(leetcode)二叉树的前序遍历-c语言实现
给定一个二叉树,返回它的 前序 遍历。
示例:
输入: [1,null,2,3] 1 \ 2 / 3 输出: [1,2,3]
进阶: 递归算法很简单,你可以通过迭代算法完成吗?
前序遍历
前序遍历首先访问根节点,然后遍历左子树,最后遍历右子树。
用c语言来实现比较麻烦,现在大概介绍下我的思路,首先题目先要实现一个前序遍历,如果用递归,会比较简单,几行代码就可以实现,但是现在要求使用迭代发来实现。整个遍历过程是,访问根节点,然后遍历其左子树,然后再看左子树是否有其左孩子和右孩子。因为在查看左孩子之后,还要再查看根节点的右孩子,所以每次需要把根节点记录下来,需要存在栈中。所以我们需要实现一个栈,有压栈和出栈操作。
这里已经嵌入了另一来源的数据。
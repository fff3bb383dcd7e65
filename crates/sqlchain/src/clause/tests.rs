use super::*;
use crate::arg::raw;
use crate::comparator;
use crate::dialect::{Dialect, Mysql, Postgres, Sqlite};
use crate::qb::{Query, SqlQuery};
use serde_json::json;

macro_rules! calls {
    ($($method:literal $(, $arg:expr)*);* $(;)?) => {
        vec![$(($method, vec![$(Arg::from($arg)),*])),*]
    };
}

type Calls = Vec<(&'static str, Vec<Arg>)>;

fn query(dialect: impl Dialect + 'static, calls: Calls) -> Result<Query, QueryBuilderError> {
    calls
        .into_iter()
        .try_fold(Query::new(dialect), |q, (method, args)| q.call(method, args))
}

fn sql(calls: Calls) -> String {
    query(Sqlite, calls).and_then(|q| q.sql()).unwrap()
}

fn error(calls: Calls) -> String {
    query(Sqlite, calls)
        .and_then(|q| q.sql())
        .unwrap_err()
        .to_string()
}

fn values(calls: Calls) -> Vec<Value> {
    query(Sqlite, calls).and_then(|q| q.values()).unwrap()
}

#[test]
fn select_string_splits_on_spaces_and_commas() {
    assert_eq!(sql(calls!["select", "id, email  name"]), r#"SELECT "id", "email", "name""#);
}

#[test]
fn select_list_gives_aliases() {
    assert_eq!(
        sql(calls!["select", ("id", "user_id"); "select", ("users", "name", "n")]),
        r#"SELECT "id" AS "user_id", "users"."name" AS "n""#
    );
}

#[test]
fn select_object_forms() {
    assert_eq!(
        sql(calls!["select", json!({"column": "name", "table": "u", "as": "n"})]),
        r#"SELECT "u"."name" AS "n""#
    );
    assert_eq!(
        sql(calls!["select", json!({"columns": "id name", "prefix": "user_"})]),
        r#"SELECT "id" AS "user_id", "name" AS "user_name""#
    );
    assert_eq!(
        error(calls!["select", json!({"colour": "red"})]),
        r#"Invalid object with "colour" properties specified for query builder "select" component."#
    );
}

#[test]
fn select_raw_is_verbatim() {
    assert_eq!(
        sql(calls!["select", raw("COUNT(*) AS n")]),
        "SELECT COUNT(*) AS n"
    );
}

#[test]
fn select_ignores_current_table() {
    assert_eq!(
        sql(calls!["from", "users"; "select", "id"]),
        "SELECT \"id\"\nFROM \"users\""
    );
}

#[test]
fn columns_use_table_and_prefix() {
    assert_eq!(
        sql(calls!["from", "users"; "prefix", "user_"; "columns", "id name"]),
        "SELECT \"users\".\"id\" AS \"user_id\", \"users\".\"name\" AS \"user_name\"\nFROM \"users\""
    );
    assert_eq!(
        sql(calls!["from", ("users", "u"); "columns", "*"]),
        "SELECT \"u\".*\nFROM \"users\" AS \"u\""
    );
    assert_eq!(
        sql(calls!["table", "people"; "columns", "id"]),
        r#"SELECT "people"."id""#
    );
}
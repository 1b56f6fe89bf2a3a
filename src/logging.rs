use once_cell::sync::OnceCell;
use tracing_subscriber::EnvFilter;

static LOGGING: OnceCell<()> = OnceCell::new();

/// 安装全局 tracing subscriber；`RUST_LOG` 优先于传入的默认过滤规则。
/// 重复调用是空操作，宿主进程已有 subscriber 时也不会报错。
pub fn init(default_filter: &str) {
    LOGGING.get_or_init(|| {
        let filter = EnvFilter::try_from_default_env()
            .unwrap_or_else(|_| EnvFilter::new(default_filter));
        if let Err(err) = tracing_subscriber::fmt()
            .with_env_filter(filter)
            .with_target(true)
            .try_init()
        {
            eprintln!("[nextsync] tracing subscriber already installed: {err}");
        }
    });
}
另外我们需要一个链表来存放已经访问过的节点,到最后,需要把这些节点统一存储到一个数组中,然后返回。
下面来看下我码的代码
/* 链表节点 用于存储输出结果 */ struct listNode { int val; struct listNode *next; }; struct list { int count; struct listNode *head; struct listNode *tail; }; /* 栈节点,用于存储已经遍历过的根节点 */ struct StackNode { void *entry; struct StackNode *next; }; struct stack { struct StackNode *top; }; void init_stack(struct stack *s) { s->top = NULL; } void stack_push(struct stack *s, void *np) { struct StackNode *node = malloc(sizeof(struct StackNode)); node->entry = np; node->next = s->top; s->top = node; }; void *stack_pop(struct stack *s) { struct StackNode *np = s->top; void *node = np->entry; s->top = np->next; free(np); return node; }; bool isEmpty(struct stack *s) { return (s->top == NULL) ? true : false; } void init_list(struct list *l) { l->count = 0; l->head = NULL; l->tail = NULL; } void add_new_node(struct list *l, struct listNode *node) { if (!l->head) { l->head = node; l->tail = node; l->count = 1; return; } l->tail->next = node; l->tail = node; l->count++; }
这些是辅助函数
int* preorderTraversal(struct TreeNode* root, int* returnSize){ struct TreeNode *pNode = root; struct listNode *newNode = NULL; struct list *l = malloc(sizeof(struct list)); struct stack *s = malloc(sizeof(struct stack)); int *r = NULL; int i = 0; struct listNode *head = NULL; init_list(l); init_stack(s); while (pNode != NULL || !isEmpty(s)) { if (pNode != NULL) { newNode = malloc(sizeof(struct listNode)); newNode->val = pNode->val; newNode->next = NULL; add_new_node(l, newNode); stack_push(s, (void *)pNode); pNode = pNode->left; } else { pNode = (struct TreeNode *)stack_pop(s); pNode = pNode->right; } } r = malloc(sizeof(int) * l->count); head = l->head; while(head && i < l->count) { r[i] = head->val; i++; head = head->next; } *returnSize = l->count; return r; }
这个是具体的前序遍历函数。
对应的中序遍历的核心代码如下:
while (pNode != NULL || !isEmpty(s))
{
if (pNode != NULL)
{
stack_push(s, (void *)pNode);
pNode = pNode->left;
}
else
{
pNode = (struct TreeNode *)stack_pop(s);
newNode = malloc(sizeof(struct listNode));
newNode->val = pNode->val;
newNode->next = NULL;
add_new_node(l, newNode);
pNode = pNode->right;
}
}
后序遍历如下:
while (pNode != NULL || !isEmpty(s))
{
if (pNode != NULL)
{
stack_push(s, (void *)pNode);
pNode = pNode->left;
}
else
{
seek = (struct TreeNode *)stack_seek(s);
if (seek->right == NULL || last == seek->right)
{
stack_pop(s);
newNode = malloc(sizeof(struct listNode));
newNode->val = seek->val;
newNode->next = NULL;
add_new_node(l, newNode);
last = seek;
}
else
{
pNode = seek->right;
}
}
}